Sempre fui apaixonado
por futebol. Acho até que era um tanto fanático pelo meu clube, o Internacional
de Porto Alegre. Ia ao estádio assistir
todos os jogos, com chuva, frio ou vento forte. Ganhando ou perdendo estava lá
para ver meu time jogar e torcer por uma vitória.
Aos poucos fui perdendo
o interesse a ponto de hoje não assistir nem aos jogos transmitidos pela
televisão. Mas a apatia não foi sem motivo. O futebol se profissionalizou
demais, virou muito mais técnica que talento. O amor pela camiseta e a garra
que marcaram minha infância já não são os mesmos. E quando as coisas deixam de
ser feitas por amor e paixão e o dinheiro passa a ser o combustível, a graça e
a beleza murcham como flores sem água no deserto.
Meu fascínio pelo
futebol acabou, mas lá no fundo ainda ficou a lembrança dos bons tempos e o
desejo de resgatar a paixão de ir à campo vestindo a camiseta do clube, pintar
o rosto com a cor vermelho-paixão e voltar orgulhoso ao final da partida com o
show de bola que “meu” time apresentava. Tenho muita vontade de conversar com
jogadores e técnicos sobre futebol arte, competição e filosofia no esporte.
Resolvi postar algumas idéias na internet. Quem sabe o poder viral as dissemine
e de uma maneira indireta possa atingir meu objetivo?
Embora pareça que
jogadores, clubes, dirigentes e torcidas estejam juntos e unidos no mesmo
propósito e falem a mesma língua, cada grupo tem posições diferentes quanto ao
que acontece dentro e fora de campo. Como torcedor posso afirmar que brasileiro
vai a campo para assistir futebol bonito. Quer ver o drible que deixa o
adversário caído, a tabelinha que envolve, a jogada de calcanhar, o chute
indefensável, a mão milagrosa do goleiro. Resumindo, torcedor gosta de ver
futebol espetáculo.
Orquestras, bandas de
rock, peças de teatro, circos são outras formas de espetáculos grupais. Mesmo
atuando em equipe, cada vez que um artista tem a chance de fazer uma
performance isolada, tocando seu instrumento, cantando ou equilibrando-se no
alto de um trapézio, aproveita a oportunidade de se destacar e procura mostrar
toda sua competência e experiência naqueles poucos segundos de fama. Geralmente
dão o melhor de si para encantar a platéia. Aliás, o objetivo de um artista
sempre é deixar a platéia extasiada, aplaudindo de pé, pedindo bis. Não é isto que está acontecendo no futebol.
Cada vez que um jogador
recebe a bola e tem chance de mostrar sua excelência, imediatamente a repassa
para o companheiro mais próximo, como se tivesse medo de fazer alguma bobagem.

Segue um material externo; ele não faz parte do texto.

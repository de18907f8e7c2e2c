use axum::extract::State;
use axum::response::IntoResponse;
use axum::routing::get;
use axum::{Extension, Router};
use serde::Deserialize;

use crate::extract::ApiQuery;
use crate::middleware::CurrentUser;
use crate::response::{ok, AppError};
use crate::services::analytics::{self, DEFAULT_HISTORY_DAYS, DEFAULT_WEAKNESS_LIMIT};
use crate::state::AppState;
use crate::time::now_ms;

pub fn router() -> Router<AppState> {
    Router::new()
        .route("/summary", get(summary))
        .route("/weaknesses", get(weaknesses))
        .route("/topics", get(topics))
        .route("/streak", get(streak))
        .route("/history", get(history))
}

#[derive(Debug, Deserialize)]
struct LimitQuery {
    limit: Option<usize>,
}

#[derive(Debug, Deserialize)]
struct HistoryQuery {
    days: Option<i64>,
}

async fn summary(
    State(state): State<AppState>,
    Extension(CurrentUser(user)): Extension<CurrentUser>,
) -> Result<impl IntoResponse, AppError> {
    Ok(ok(analytics::summary(state.pool(), &user.id, now_ms()).await?))
}

async fn weaknesses(
    State(state): State<AppState>,
    Extension(CurrentUser(user)): Extension<CurrentUser>,
    ApiQuery(query): ApiQuery<LimitQuery>,
) -> Result<impl IntoResponse, AppError> {
    let limit = query.limit.unwrap_or(DEFAULT_WEAKNESS_LIMIT);
    Ok(ok(analytics::weaknesses(state.pool(), &user, limit, now_ms()).await?))
}

async fn topics(
    State(state): State<AppState>,
    Extension(CurrentUser(user)): Extension<CurrentUser>,
) -> Result<impl IntoResponse, AppError> {
    Ok(ok(analytics::topics(state.pool(), &user.id, now_ms()).await?))
}

async fn streak(
    State(state): State<AppState>,
    Extension(CurrentUser(user)): Extension<CurrentUser>,
) -> Result<impl IntoResponse, AppError> {
    Ok(ok(analytics::streak(state.pool(), &user.id, now_ms()).await?))
}

async fn history(
    State(state): State<AppState>,
    Extension(CurrentUser(user)): Extension<CurrentUser>,
    ApiQuery(query): ApiQuery<HistoryQuery>,
) -> Result<impl IntoResponse, AppError> {
    let days = query.days.unwrap_or(DEFAULT_HISTORY_DAYS);
    Ok(ok(analytics::history(state.pool(), &user.id, days).await?))
}
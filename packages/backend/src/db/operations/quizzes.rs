use sqlx::sqlite::SqliteRow;
use sqlx::{Row, Sqlite, SqlitePool, Transaction};

#[derive(Debug, Clone)]
pub struct QuizRow {
    pub id: String,
    pub user_id: String,
    pub lesson_id: Option<String>,
    pub status: String,
    pub score: Option<f64>,
    pub created_at: i64,
    pub submitted_at: Option<i64>,
}

#[derive(Debug, Clone)]
pub struct QuizQuestionRow {
    pub id: String,
    pub quiz_id: String,
    pub card_id: String,
    pub position: i64,
    pub prompt: String,
    /// JSON array of option strings
    pub options: String,
    pub correct_option: i64,
    pub chosen_option: Option<i64>,
    pub is_correct: Option<bool>,
}

pub struct GradedAnswer<'a> {
    pub question_id: &'a str,
    pub chosen_option: Option<i64>,
    pub is_correct: bool,
}

pub async fn insert_quiz(
    pool: &SqlitePool,
    quiz: &QuizRow,
    questions: &[QuizQuestionRow],
) -> Result<(), sqlx::Error> {
    let mut tx = pool.begin().await?;

    sqlx::query(
        r#"
        INSERT INTO "quizzes" ("id", "userId", "lessonId", "status", "score", "createdAt", "submittedAt")
        VALUES (?, ?, ?, ?, NULL, ?, NULL)
        "#,
    )
    .bind(&quiz.id)
    .bind(&quiz.user_id)
    .bind(&quiz.lesson_id)
    .bind(&quiz.status)
    .bind(quiz.created_at)
    .execute(&mut *tx)
    .await?;

    for question in questions {
        sqlx::query(
            r#"
            INSERT INTO "quiz_questions"
                ("id", "quizId", "cardId", "position", "prompt", "options", "correctOption")
            VALUES (?, ?, ?, ?, ?, ?, ?)
            "#,
        )
        .bind(&question.id)
        .bind(&question.quiz_id)
        .bind(&question.card_id)
        .bind(question.position)
        .bind(&question.prompt)
        .bind(&question.options)
        .bind(question.correct_option)
        .execute(&mut *tx)
        .await?;
    }

    tx.commit().await
}

pub async fn get_quiz(
    pool: &SqlitePool,
    user_id: &str,
    quiz_id: &str,
) -> Result<Option<QuizRow>, sqlx::Error> {
    let row = sqlx::query(r#"SELECT * FROM "quizzes" WHERE "id" = ? AND "userId" = ?"#)
        .bind(quiz_id)
        .bind(user_id)
        .fetch_optional(pool)
        .await?;
    row.as_ref().map(map_quiz).transpose()
}

pub async fn list_questions(pool: &SqlitePool, quiz_id: &str) -> Result<Vec<QuizQuestionRow>, sqlx::Error> {
    let rows = sqlx::query(
        r#"SELECT * FROM "quiz_questions" WHERE "quizId" = ? ORDER BY "position""#,
    )
    .bind(quiz_id)
    .fetch_all(pool)
    .await?;
    rows.iter().map(map_question).collect()
}

/// Closes an open quiz with its grades. Returns `false` when the quiz was
/// already submitted, in which case nothing is written. The caller commits.
pub async fn submit_quiz(
    tx: &mut Transaction<'_, Sqlite>,
    quiz_id: &str,
    score: f64,
    answers: &[GradedAnswer<'_>],
    now_ms: i64,
) -> Result<bool, sqlx::Error> {
    let claimed = sqlx::query(
        r#"
        UPDATE "quizzes" SET "status" = 'submitted', "score" = ?, "submittedAt" = ?
        WHERE "id" = ? AND "status" = 'open'
        "#,
    )
    .bind(score)
    .bind(now_ms)
    .bind(quiz_id)
    .execute(&mut **tx)
    .await?;

    if claimed.rows_affected() == 0 {
        return Ok(false);
    }

    for answer in answers {
        sqlx::query(
            r#"UPDATE "quiz_questions" SET "chosenOption" = ?, "isCorrect" = ? WHERE "id" = ?"#,
        )
        .bind(answer.chosen_option)
        .bind(answer.is_correct)
        .bind(answer.question_id)
        .execute(&mut **tx)
        .await?;
    }

    Ok(true)
}

fn map_quiz(row: &SqliteRow) -> Result<QuizRow, sqlx::Error> {
    Ok(QuizRow {
        id: row.try_get("id")?,
        user_id: row.try_get("userId")?,
        lesson_id: row.try_get("lessonId")?,
        status: row.try_get("status")?,
        score: row.try_get("score")?,
        created_at: row.try_get("createdAt")?,
        submitted_at: row.try_get("submittedAt")?,
    })
}

fn map_question(row: &SqliteRow) -> Result<QuizQuestionRow, sqlx::Error> {
    Ok(QuizQuestionRow {
        id: row.try_get("id")?,
        quiz_id: row.try_get("quizId")?,
        card_id: row.try_get("cardId")?,
        position: row.try_get("position")?,
        prompt: row.try_get("prompt")?,
        options: row.try_get("options")?,
        correct_option: row.try_get("correctOption")?,
        chosen_option: row.try_get("chosenOption")?,
        is_correct: row.try_get("isCorrect")?,
    })
}
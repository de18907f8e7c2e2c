use serde::Serialize;
use sqlx::sqlite::SqliteRow;
use sqlx::{Row, SqlitePool};

#[derive(Debug, Clone, Serialize)]
#[serde(rename_all = "camelCase")]
pub struct UserRow {
    pub id: String,
    pub plan_tier: String,
    pub plan_status: String,
    pub period_end_at: Option<i64>,
    pub created_at: i64,
    pub updated_at: i64,
}

pub const MAX_USER_ID_LEN: usize = 128;

/// Ids are 1 to 128 characters of ASCII letters, digits and `_-:.@`.
pub fn is_valid_user_id(value: &str) -> bool {
    !value.is_empty()
        && value.len() <= MAX_USER_ID_LEN
        && value
            .chars()
            .all(|c| c.is_ascii_alphanumeric() || matches!(c, '_' | '-' | ':' | '.' | '@'))
}

/// Inserts the user on first sight with the column defaults (free, active).
pub async fn ensure_user(pool: &SqlitePool, user_id: &str, now_ms: i64) -> Result<UserRow, sqlx::Error> {
    let inserted = sqlx::query(
        r#"INSERT OR IGNORE INTO "users" ("id", "createdAt", "updatedAt") VALUES (?, ?, ?)"#,
    )
    .bind(user_id)
    .bind(now_ms)
    .bind(now_ms)
    .execute(pool)
    .await?;

    if inserted.rows_affected() > 0 {
        tracing::info!(user_id, "provisioned new user");
    }

    let row = sqlx::query(r#"SELECT * FROM "users" WHERE "id" = ?"#)
        .bind(user_id)
        .fetch_one(pool)
        .await?;
    map_user(&row)
}

pub async fn get_user(pool: &SqlitePool, user_id: &str) -> Result<Option<UserRow>, sqlx::Error> {
    let row = sqlx::query(r#"SELECT * FROM "users" WHERE "id" = ?"#)
        .bind(user_id)
        .fetch_optional(pool)
        .await?;
    row.as_ref().map(map_user).transpose()
}

pub async fn update_plan(
    pool: &SqlitePool,
    user_id: &str,
    plan_tier: &str,
    plan_status: &str,
    period_end_at: Option<i64>,
    now_ms: i64,
) -> Result<bool, sqlx::Error> {
    let result = sqlx::query(
        r#"
        UPDATE "users"
        SET "planTier" = ?, "planStatus" = ?, "periodEndAt" = ?, "updatedAt" = ?
        WHERE "id" = ?
        "#,
    )
    .bind(plan_tier)
    .bind(plan_status)
    .bind(period_end_at)
    .bind(now_ms)
    .bind(user_id)
    .execute(pool)
    .await?;
    Ok(result.rows_affected() > 0)
}

/// Cancels paid plans whose period ended before `cutoff_ms`.
pub async fn cancel_lapsed_plans(
    pool: &SqlitePool,
    cutoff_ms: i64,
    now_ms: i64,
) -> Result<u64, sqlx::Error> {
    let result = sqlx::query(
        r#"
        UPDATE "users"
        SET "planStatus" = 'canceled', "updatedAt" = ?
        WHERE "planTier" != 'free'
          AND "planStatus" IN ('active', 'trialing', 'past_due')
          AND "periodEndAt" IS NOT NULL
          AND "periodEndAt" < ?
        "#,
    )
    .bind(now_ms)
    .bind(cutoff_ms)
    .execute(pool)
    .await?;
    Ok(result.rows_affected())
}

/// Users holding at least one review item.
pub async fn list_learner_ids(pool: &SqlitePool) -> Result<Vec<String>, sqlx::Error> {
    sqlx::query_scalar(r#"SELECT DISTINCT "userId" FROM "review_items" ORDER BY "userId""#)
        .fetch_all(pool)
        .await
}

fn map_user(row: &SqliteRow) -> Result<UserRow, sqlx::Error> {
    Ok(UserRow {
        id: row.try_get("id")?,
        plan_tier: row.try_get("planTier")?,
        plan_status: row.try_get("planStatus")?,
        period_end_at: row.try_get("periodEndAt")?,
        created_at: row.try_get("createdAt")?,
        updated_at: row.try_get("updatedAt")?,
    })
}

Esta é a nítida impressão que tenho dos jogadores: medo de ousarem jogar
futebol. Não querem se comprometer. Parece que a bola vai lhes machucar.
Precisam se poupar. A oportunidade não bate à porta, ela se apresenta quando
você derruba a porta. Quarenta mil pessoas pagam caro e lotam um estádio para
assistir onze jogadores com medo de outros onze. Se fossem gladiadores, já
teriam sido devorados pelos leões.
Até mesmo nas
entrevistas, utilizam-se de frases genéricas, totalmente descompromissadas e
sem qualquer responsabilidade com a torcida que eventualmente frustram. Sem
contar quando o jogador já está vendido para outro clube e a torcida é a última
a saber. Que saudade dos jogadores que choravam quando o time perdia,
permaneciam em campo mesmo sentindo dor, beijavam a camisa e declaravam seu
amor ao clube. Era com esta paixão que nos identificávamos.
Não sei se é orientação
dos técnicos ou da direção. Não sei se existe alguma ameaça velada de que
jogadores que se destaquem e façam boas jogadas serão mais visados, receberão
mais faltas, se machucarão com mais freqüência, e por conta disto, fogem da
bola. O fato é que parece que a bola morde os jogadores. Quando acontece um
gol, este é muito mais por um acidente, uma falha do adversário, uma bola
parada ou um erro de arbitragem. Nos dias de hoje, gol construído com categoria
e habilidade chega a ser raridade, vira noticia e é reprisado durante toda a
semana nos programas esportivos. Eu tive o privilégio de assistir isso todos os
domingos.
Ganhávamos jogando
bonito. Às vezes perdíamos ou empatávamos, mas sempre havia show de bola.
Quando jogávamos futebol no campinho de areia, cada amigo escolhia um nome:
Pelé, Tostão, Falcão, Rivelino. Espelhávamos nestes ídolos, tentávamos repetir
suas jogadas. A tensão e a ansiedade não nos deixavam dormir direito antes dos
jogos. Chorávamos quando o treinador nos colocava no banco de reservas.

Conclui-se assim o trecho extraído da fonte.